Monday, 2 August 2021

There's always a vegetarian option!

Very light west wind early on freshened slightly as the day progressed. Mainly sunny.

First of all an apology. There were some items missed yesterday and observers, originally mixed up. This is mainly down to my recent email address change. Unfortunately most mail systems offer recent addresses as the first option, even if that address has been changed in contacts, perhaps I should have radically changed it, but it would take me years to remember a totally new address! My email address on the sidebar is correct, if you have anything to report. Yesterday's post has now been amended. Malcolm.

Middleton Nature Reserve 
Ringing report from John:

Weather turned out differently than forecast, with it being clear and sunny quite early. Not the best conditions for ringing.

Sun on the nets early and many birds would have moved on during the night, taking advantage of the conditions.

Given this, a reasonable catch, which comprised:

Sedge Warblers x 7

Blackcaps x 3

Chiffchaffs x 2

Willow Warblers x 2

Whitethroats x 4

Grasshopper Warblers x 1

Lesser Whitethroat x 1

Cetti's Warbler x 1

Bullfinch x 3

Reed Bunting x 1

Bluetit x 1

Dunnock x 1

Of these the vast majority were young birds, and all but two were new birds.
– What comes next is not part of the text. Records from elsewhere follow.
// SPDX-License-Identifier: MPL-2.0
//! Top-level messages and runtime flags for the application.

use crate::error::Error;
use crate::media::{Dimensions, ImageData};
use std::path::PathBuf;

/// Messages consumed by `App::update`.
#[derive(Debug, Clone)]
pub enum Message {
    /// The Resize button was pressed.
    ResizePressed,
    /// A load finished, successfully or not.
    ImageLoaded(Result<ImageData, Error>),
    /// The window was resized to this logical size.
    WindowResized(iced::Size),
}

/// Runtime flags passed from the command line.
#[derive(Debug, Clone, Default)]
pub struct Flags {
    /// Settings file to use instead of the per-user one.
    pub config_path: Option<PathBuf>,
    /// Image to display in place, overriding `[asset] source`.
    pub image_path: Option<PathBuf>,
    /// Sampling box override.
    pub target: Option<Dimensions>,
    /// Output size override.
    pub screen: Option<Dimensions>,
    /// Directory the image is installed into, instead of the per-user one.
    pub data_dir: Option<PathBuf>,
}
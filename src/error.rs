// SPDX-License-Identifier: MPL-2.0
use thiserror::Error;

#[derive(Debug, Clone, Error)]
pub enum Error {
    #[error("I/O Error: {0}")]
    Io(String),
    /// The image is missing, unreadable or not decodable.
    #[error("Decode Error: {0}")]
    Decode(String),
    #[error("Orientation Error: {0}")]
    Orientation(OrientationError),
    #[error("Invalid Dimensions: {0}")]
    InvalidDimensions(String),
    #[error("Config Error: {0}")]
    Config(String),
}

/// Reasons the EXIF orientation tag could not be read.
///
/// None of these abort a load; the loader falls back to `Normal`.
#[derive(Debug, Clone, PartialEq, Eq, Error)]
pub enum OrientationError {
    /// The container carries no EXIF block at all.
    #[error("no EXIF data")]
    NoExif,

    /// EXIF is present but has no orientation field.
    #[error("orientation tag missing")]
    MissingTag,

    /// The orientation field holds a value outside 0..=8.
    #[error("invalid orientation value: {0}")]
    InvalidValue(u32),

    /// The EXIF block exists but could not be parsed.
    #[error("malformed EXIF data: {0}")]
    Malformed(String),

    /// The file could not be opened for metadata reading.
    #[error("I/O error: {0}")]
    Io(String),
}

impl From<OrientationError> for Error {
    fn from(err: OrientationError) -> Self {
        Error::Orientation(err)
    }
}

impl From<std::io::Error> for Error {
    fn from(err: std::io::Error) -> Self {
        Error::Io(err.to_string())
    }
}

impl From<image_rs::ImageError> for Error {
    fn from(err: image_rs::ImageError) -> Self {
        Error::Decode(err.to_string())
    }
}

impl From<toml::de::Error> for Error {
    fn from(err: toml::de::Error) -> Self {
        Error::Config(err.to_string())
    }
}

impl From<toml::ser::Error> for Error {
    fn from(err: toml::ser::Error) -> Self {
        Error::Config(err.to_string())
    }
}

pub type Result<T> = std::result::Result<T, Error>;
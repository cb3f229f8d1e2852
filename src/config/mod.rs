// SPDX-License-Identifier: MPL-2.0
//! This module handles the application's configuration, including loading and saving
//! user preferences to a `settings.toml` file.
//!
//! # Examples
//!
//! ```no_run
//! use fitlens::config::{self, Config};
//! use std::path::PathBuf;
//!
//! // Load existing configuration
//! let mut config = config::load().unwrap_or_default();
//!
//! // Use a larger sampling box
//! config.loader.target_width = 400;
//! config.loader.target_height = 400;
//!
//! // Save the modified configuration
//! config::save(&config).expect("Failed to save config");
//!
//! // To load/save from a specific path (e.g., for testing)
//! let temp_file = PathBuf::from("./temp_config_dir/test_settings.toml");
//! config::save_to_path(&config, &temp_file).expect("Failed to save to path");
//! let loaded = config::load_from_path(&temp_file).expect("Failed to load from path");
//! assert_eq!(loaded.loader.target_width, 400);
//! ```

mod defaults;

pub use defaults::*;

use crate::error::Result;
use crate::media::Dimensions;
use serde::{Deserialize, Serialize};
use std::fs;
use std::path::{Path, PathBuf};

const CONFIG_FILE: &str = "settings.toml";
pub(crate) const APP_NAME: &str = "FitLens";

/// Bounds that steer the decode sample size.
#[derive(Debug, Clone, PartialEq, Eq, Serialize, Deserialize)]
#[serde(default)]
pub struct LoaderConfig {
    pub target_width: u32,
    pub target_height: u32,
}

impl Default for LoaderConfig {
    fn default() -> Self {
        Self {
            target_width: DEFAULT_TARGET_WIDTH,
            target_height: DEFAULT_TARGET_HEIGHT,
        }
    }
}

impl LoaderConfig {
    #[must_use]
    pub fn target(&self) -> Dimensions {
        Dimensions::new(self.target_width, self.target_height)
    }
}

/// Optional fixed output size. When unset the window size is used.
#[derive(Debug, Clone, Default, PartialEq, Eq, Serialize, Deserialize)]
pub struct DisplayConfig {
    #[serde(default)]
    pub screen_width: Option<u32>,
    #[serde(default)]
    pub screen_height: Option<u32>,
}

impl DisplayConfig {
    /// The configured size, only if both sides are set and non-zero.
    #[must_use]
    pub fn screen_override(&self) -> Option<Dimensions> {
        match (self.screen_width, self.screen_height) {
            (Some(width), Some(height)) if width > 0 && height > 0 => {
                Some(Dimensions::new(width, height))
            }
            _ => None,
        }
    }
}

/// Where the bundled image comes from and what it is called once installed.
#[derive(Debug, Clone, PartialEq, Eq, Serialize, Deserialize)]
pub struct AssetConfig {
    #[serde(default)]
    pub source: Option<PathBuf>,
    #[serde(default = "default_asset_file_name")]
    pub file_name: String,
}

fn default_asset_file_name() -> String {
    DEFAULT_ASSET_FILE_NAME.to_string()
}

impl Default for AssetConfig {
    fn default() -> Self {
        Self {
            source: None,
            file_name: default_asset_file_name(),
        }
    }
}

#[derive(Debug, Clone, Default, PartialEq, Eq, Serialize, Deserialize)]
pub struct Config {
    #[serde(default)]
    pub loader: LoaderConfig,
    #[serde(default)]
    pub display: DisplayConfig,
    #[serde(default)]
    pub asset: AssetConfig,
}

fn get_default_config_path() -> Option<PathBuf> {
    dirs::config_dir().map(|mut path| {
        path.push(APP_NAME);
        path.push(CONFIG_FILE);
        path
    })
}

pub fn load() -> Result<Config> {
    if let Some(path) = get_default_config_path() {
        if path.exists() {
            return load_from_path(&path);
        }
    }
    Ok(Config::default())
}

pub fn save(config: &Config) -> Result<()> {
    if let Some(path) = get_default_config_path() {
        return save_to_path(config, &path);
    }
    Ok(())
}

/// Reads `path`; a file that is not valid TOML yields the defaults.
pub fn load_from_path(path: &Path) -> Result<Config> {
    let content = fs::read_to_string(path)?;
    match toml::from_str(&content) {
        Ok(config) => Ok(config),
        Err(err) => {
            tracing::warn!(path = %path.display(), error = %err, "Invalid settings, using defaults");
            Ok(Config::default())
        }
    }
}

pub fn save_to_path(config: &Config, path: &Path) -> Result<()> {
    if let Some(parent) = path.parent() {
        fs::create_dir_all(parent)?;
    }
    let content = toml::to_string_pretty(config)?;
    fs::write(path, content)?;
    Ok(())
}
Janet had a quick check in the morning and located two Canada geese on the main pond.

Canada geese
Unfortunately, the aggressive male Mute Swan was having none of it and eventually drove them off.
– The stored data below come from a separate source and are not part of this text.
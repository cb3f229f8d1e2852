// SPDX-License-Identifier: MPL-2.0
//! JPEG fixtures with hand-built EXIF segments for unit tests.

use image_rs::{ImageFormat, Rgb, RgbImage};
use std::io::Cursor;
use std::path::Path;

/// EXIF content to splice into a generated JPEG.
#[derive(Debug, Clone, Copy)]
pub enum ExifFixture {
    /// No APP1 segment at all.
    None,
    /// IFD0 holds only a ResolutionUnit entry.
    WithoutOrientation,
    /// IFD0 holds an Orientation entry with this raw value.
    Orientation(u16),
}

/// Little-endian TIFF block with a single SHORT entry in IFD0.
fn tiff_with_short(tag: u16, value: u16) -> Vec<u8> {
    let mut tiff = Vec::with_capacity(26);
    tiff.extend_from_slice(b"II");
    tiff.extend_from_slice(&42u16.to_le_bytes());
    tiff.extend_from_slice(&8u32.to_le_bytes());
    tiff.extend_from_slice(&1u16.to_le_bytes());
    tiff.extend_from_slice(&tag.to_le_bytes());
    tiff.extend_from_slice(&3u16.to_le_bytes());
    tiff.extend_from_slice(&1u32.to_le_bytes());
    tiff.extend_from_slice(&value.to_le_bytes());
    tiff.extend_from_slice(&[0, 0]);
    tiff.extend_from_slice(&0u32.to_le_bytes());
    tiff
}

fn app1_segment(fixture: ExifFixture) -> Option<Vec<u8>> {
    let tiff = match fixture {
        ExifFixture::None => return None,
        ExifFixture::WithoutOrientation => tiff_with_short(0x0128, 2),
        ExifFixture::Orientation(value) => tiff_with_short(0x0112, value),
    };

    let mut payload = b"Exif\0\0".to_vec();
    payload.extend_from_slice(&tiff);

    let length = u16::try_from(payload.len() + 2).expect("fixture segment fits");
    let mut segment = vec![0xFF, 0xE1];
    segment.extend_from_slice(&length.to_be_bytes());
    segment.extend_from_slice(&payload);
    Some(segment)
}

/// Encodes a `width`×`height` gradient as JPEG bytes with the given EXIF.
pub fn jpeg_bytes(width: u32, height: u32, fixture: ExifFixture) -> Vec<u8> {
    let image = RgbImage::from_fn(width, height, |x, y| {
        Rgb([(x % 256) as u8, (y % 256) as u8, 128])
    });
    let mut encoded = Cursor::new(Vec::new());
    image
        .write_to(&mut encoded, ImageFormat::Jpeg)
        .expect("jpeg encoding should succeed");
    let encoded = encoded.into_inner();

    match app1_segment(fixture) {
        // APP1 goes straight after SOI.
        Some(segment) => {
            let mut out = Vec::with_capacity(encoded.len() + segment.len());
            out.extend_from_slice(&encoded[..2]);
            out.extend_from_slice(&segment);
            out.extend_from_slice(&encoded[2..]);
            out
        }
        None => encoded,
    }
}

pub fn write_jpeg(path: &Path, width: u32, height: u32, fixture: ExifFixture) {
    std::fs::write(path, jpeg_bytes(width, height, fixture)).expect("failed to write jpeg");
}
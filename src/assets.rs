// SPDX-License-Identifier: MPL-2.0
//! First-run installation of the bundled image into local storage.

use crate::config::APP_NAME;
use crate::error::{Error, Result};
use std::fs;
use std::path::{Path, PathBuf};

/// Per-user data directory for installed assets (`<data_dir>/FitLens`).
#[must_use]
pub fn default_data_dir() -> Option<PathBuf> {
    dirs::data_dir().map(|mut path| {
        path.push(APP_NAME);
        path
    })
}

/// Whether `dest` already holds exactly the bytes of `source`.
fn is_current_copy(source: &Path, dest: &Path) -> std::io::Result<bool> {
    if fs::metadata(source)?.len() != fs::metadata(dest)?.len() {
        return Ok(false);
    }
    Ok(fs::read(source)? == fs::read(dest)?)
}

/// Copies `source` to `dest_dir/file_name` unless an identical copy is
/// already there.
///
/// A destination left by an earlier run with different contents is
/// replaced. Returns the installed path.
///
/// # Errors
///
/// Returns [`Error::Io`] if the destination cannot be created or the copy
/// fails. A missing `source` is only an error when nothing is installed yet.
pub fn install_asset(source: &Path, dest_dir: &Path, file_name: &str) -> Result<PathBuf> {
    let dest = dest_dir.join(file_name);
    if dest.exists() {
        match is_current_copy(source, &dest) {
            Ok(true) => {
                tracing::debug!(dest = %dest.display(), "Asset already installed");
                return Ok(dest);
            }
            Ok(false) => {
                tracing::info!(dest = %dest.display(), "Installed asset is stale, replacing");
            }
            Err(err) if !source.exists() => {
                tracing::warn!(
                    source = %source.display(),
                    error = %err,
                    "Asset source unavailable, keeping installed copy"
                );
                return Ok(dest);
            }
            Err(err) => {
                tracing::debug!(error = %err, "Could not compare installed asset, copying again");
            }
        }
    }

    fs::create_dir_all(dest_dir)?;
    let bytes = fs::copy(source, &dest).map_err(|e| {
        Error::Io(format!(
            "Failed to install {} to {}: {e}",
            source.display(),
            dest.display()
        ))
    })?;
    tracing::info!(
        source = %source.display(),
        dest = %dest.display(),
        bytes,
        "Installed asset"
    );
    Ok(dest)
}

/// Works out which file the viewer should load.
///
/// With a `source`, it is installed into `data_dir` (when there is one) and
/// the installed copy is used; if installing fails the source is used in
/// place. Without a `source`, a copy left by an earlier run is reused.
#[must_use]
pub fn resolve_image_path(
    source: Option<&Path>,
    data_dir: Option<&Path>,
    file_name: &str,
) -> Option<PathBuf> {
    match (source, data_dir) {
        (Some(source), Some(dir)) => match install_asset(source, dir, file_name) {
            Ok(installed) => Some(installed),
            Err(err) => {
                tracing::warn!(error = %err, "Using image in place");
                Some(source.to_path_buf())
            }
        },
        (Some(source), None) => Some(source.to_path_buf()),
        (None, Some(dir)) => {
            let installed = dir.join(file_name);
            installed.exists().then_some(installed)
        }
        (None, None) => None,
    }
}
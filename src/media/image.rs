// SPDX-License-Identifier: MPL-2.0
//! Display-ready image handed to the view.

use super::bitmap::{Bitmap, Dimensions};
use iced::widget::image;

#[derive(Debug, Clone)]
pub struct ImageData {
    pub handle: image::Handle,
    pub width: u32,
    pub height: u32,
}

impl ImageData {
    /// Creates a new `ImageData` from RGBA pixels.
    #[must_use]
    pub fn from_rgba(width: u32, height: u32, pixels: Vec<u8>) -> Self {
        let handle = image::Handle::from_rgba(width, height, pixels);
        Self {
            handle,
            width,
            height,
        }
    }

    /// Consumes a final bitmap and moves its pixels into a display handle.
    ///
    /// RGBA8 bitmaps are moved without copying; other formats are converted
    /// once and the source buffer is dropped here.
    #[must_use]
    pub fn from_bitmap(bitmap: Bitmap) -> Self {
        let Dimensions { width, height } = bitmap.dimensions();
        let pixels = bitmap.into_image().into_rgba8().into_raw();
        Self::from_rgba(width, height, pixels)
    }

    #[must_use]
    pub fn dimensions(&self) -> Dimensions {
        Dimensions::new(self.width, self.height)
    }
}
// SPDX-License-Identifier: MPL-2.0
//! `fitlens` is a minimal image viewer built with the Iced GUI framework.
//!
//! It installs a photo into local storage and, on request, decodes it with
//! subsampling, turns it according to its EXIF orientation and stretches it
//! to fill the window. The pipeline itself lives in [`media::loader`] and can
//! be used without the GUI.

pub mod app;
pub mod assets;
pub mod config;
pub mod error;
pub mod media;
use axum::Json;
use axum::http::StatusCode;
use axum::response::{IntoResponse, Response};
use serde_json::json;

/// Wire-level error envelope.
///
/// Every error response carries the same stable JSON shape:
/// `{"error": "<message>"}`; the HTTP status code drives failure
/// signaling.
#[derive(Debug, Clone)]
pub struct ApiError {
    pub(crate) status_code: StatusCode,
    pub(crate) message: String,
}

impl ApiError {
    pub fn bad_request(message: String) -> Self {
        Self {
            status_code: StatusCode::BAD_REQUEST,
            message,
        }
    }

    pub fn method_not_allowed(message: String) -> Self {
        Self {
            status_code: StatusCode::METHOD_NOT_ALLOWED,
            message,
        }
    }

    pub fn internal_server_error(message: String) -> Self {
        Self {
            status_code: StatusCode::INTERNAL_SERVER_ERROR,
            message,
        }
    }

    pub fn service_unavailable(message: String) -> Self {
        Self {
            status_code: StatusCode::SERVICE_UNAVAILABLE,
            message,
        }
    }
}

impl IntoResponse for ApiError {
    fn into_response(self) -> Response {
        (self.status_code, Json(json!({ "error": self.message })))
            .into_response()
    }
}

impl std::fmt::Display for ApiError {
    fn fmt(&self, f: &mut std::fmt::Formatter<'_>) -> std::fmt::Result {
        write!(f, "{} {}", self.status_code, self.message)
    }
}

impl std::error::Error for ApiError {}

#[cfg(test)]
mod tests {
    use super::ApiError;
    use axum::http::StatusCode;
    use axum::response::IntoResponse;
    use pretty_assertions::assert_eq;

    #[tokio::test]
    async fn renders_the_error_envelope() {
        let response =
            ApiError::method_not_allowed("Method not allowed".to_string())
                .into_response();
        assert_eq!(response.status(), StatusCode::METHOD_NOT_ALLOWED);
        assert_eq!(
            response
                .headers()
                .get(axum::http::header::CONTENT_TYPE)
                .unwrap(),
            "application/json"
        );

        let bytes =
            axum::body::to_bytes(response.into_body(), usize::MAX).await.unwrap();
        let body: serde_json::Value = serde_json::from_slice(&bytes).unwrap();
        assert_eq!(
            body,
            serde_json::json!({ "error": "Method not allowed" })
        );
    }
}
pub mod search_history;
I had a look in the afternoon (MD)

Mute pair plus 9 cygnet (the Tim Butler pair not checked)

Gadwall 1 female with 3 young

No Mallard seen today?

Green Sandpiper 1 calling from the western scrape


Common Darter lots of mature males and females throughout the reserve

Mature male Common Darter

Emperor 6+
Black-Tailed Skimmer 2 males on main pond
Migrant Hawker 3
Brown Hawker 4+ This female is ovipositoring 

Butterflies included, in order of abundance:


Meadow Brown

Small White (Alan pointed out that the bulk of the whites around the ringing area are Green-veined, so the likelihood is that some of the ones that I saw were too, either way they are about)

Common Blue 

Speckled Wood 

Comma 3

Large Skipper 2

Peacock 1

This young Sparrowhawk was trying to hunt. I'm saying it's a young, but only based on it crying like a baby, suppose it could be a soft adult (MD)


South shore mid morning 
Wheatear 2 on Ocean Edge foreshore - they seemed to be in association.
Female/immature Wheatear (MD)
The other bird was a youngster

Rock Pipits just 2 on Red Nab
Whimbrel 1
Mediterranean gull - just one seen on the feeding beach. It's difficult as they are moulting to be sure of the age of the younger birds. I couldn't decide if this one was a second or third calendar year bird.
But Pete advises - 3cy moulting the last of its primaries - quite a black tipped one .
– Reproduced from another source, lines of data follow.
use std::time::{Duration, Instant};

use axum::Json;
use axum::http::StatusCode;
use diesel_async::RunQueryDsl;
use serde::Serialize;

use crate::AppState;

const POSTGRES_TIMEOUT: Duration = Duration::from_secs(5);

#[derive(Serialize, Clone, Copy, PartialEq)]
#[serde(rename_all = "lowercase")]
pub enum HealthStatus {
    Healthy,
    Unhealthy,
}

#[derive(Serialize)]
pub struct ComponentHealth {
    pub status: HealthStatus,
    #[serde(skip_serializing_if = "Option::is_none")]
    pub latency_ms: Option<u64>,
    #[serde(skip_serializing_if = "Option::is_none")]
    pub error: Option<String>,
}

#[derive(Serialize)]
pub struct HealthResponse {
    pub status: HealthStatus,
    pub postgres: ComponentHealth,
}

pub async fn handler(state: AppState) -> (StatusCode, Json<HealthResponse>) {
    let postgres = check_postgres(&state.pool).await;

    let overall = if state.shutdown.is_shutting_down()
        || postgres.status == HealthStatus::Unhealthy
    {
        HealthStatus::Unhealthy
    } else {
        HealthStatus::Healthy
    };

    let status_code = if overall == HealthStatus::Unhealthy {
        StatusCode::SERVICE_UNAVAILABLE
    } else {
        StatusCode::OK
    };

    (
        status_code,
        Json(HealthResponse {
            status: overall,
            postgres,
        }),
    )
}

async fn check_postgres(
    pool: &postgres_models::connection::Pool,
) -> ComponentHealth {
    let start = Instant::now();
    let result = tokio::time::timeout(POSTGRES_TIMEOUT, async {
        let mut conn = pool.get_owned().await.map_err(|e| e.to_string())?;
        diesel::sql_query("SELECT 1")
            .execute(&mut conn)
            .await
            .map_err(|e| e.to_string())?;
        Ok::<(), String>(())
    })
    .await;

    let latency_ms = start.elapsed().as_millis() as u64;

    match result {
        Ok(Ok(())) => ComponentHealth {
            status: HealthStatus::Healthy,
            latency_ms: Some(latency_ms),
            error: None,
        },
        Ok(Err(e)) => ComponentHealth {
            status: HealthStatus::Unhealthy,
            latency_ms: Some(latency_ms),
            error: Some(e),
        },
        Err(_) => ComponentHealth {
            status: HealthStatus::Unhealthy,
            latency_ms: Some(latency_ms),
            error: Some("timeout".to_string()),
        },
    }
}
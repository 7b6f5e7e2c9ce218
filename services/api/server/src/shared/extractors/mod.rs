pub mod client_ip;
pub mod payload;
pub mod request_id;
Starlings don't often get a mention but the numbers in the harbour are growing. There were c200 feeding today
These on the water side of the wall were clearly after invertebrates, there are a couple of Linnet in this clip too. All are totally unfazed by a jackhammer!

There were as many feeding on the fence side of the wall, this is where the first vegetarian option comes in. These are feeding on blackberries. In the middle of the wall is a watering hole. Watch the bird front middle with the blackberry.
It's not clear if some only eat invertebrates and some only berries, or if they mix and match. But judging by the mounds of purple guano on the wall roost, some eat a lot of berries

This is evidence of another bird that has taken a vegetarian option. This gull pellet is 6cm x 3cm, so either Herring gull or Lesser-Black Backed gull. It is completely seeds and seed husks, most looking hardly digested. The gull must have been feeding in a wheat field as it was being harvested. I've never seen a totally vegetation gull pellet before.
This large gull pellet is completely vegetation.
The flies are not part of the pellet, they are just laying their eggs in it.

This final piece is a bit harrowing, so do not proceed if you are overly sensitive. There were a number of Little Egret flying around this morning (5 birds plus the three regulars). This one has lost half of one leg.
Little Egret with half a leg missing 

The wound looks clean, but I would have expected it to be the same colour as the leg if it was an old wound (only speculation, I have no knowledge of how egret wounds heal (MD)). Also it's tail was stained and possibly incomplete. The staining could be a direct result of the trauma or possibly just a consequence, i.e.not being able to stand correctly to defecate. I can't think of any natural event to cause this, at least not in this country. By natural, I mean not involving human activity. I suppose Egrets feeding in the rivers of Africa can be injured in this way, if grabbed by a crocodile. But my gut feeling is that it's more likely to be human related (farm machinery?) in this country. Hopefully it will manage ok. I have seen two legged Egrets feeding on just one leg.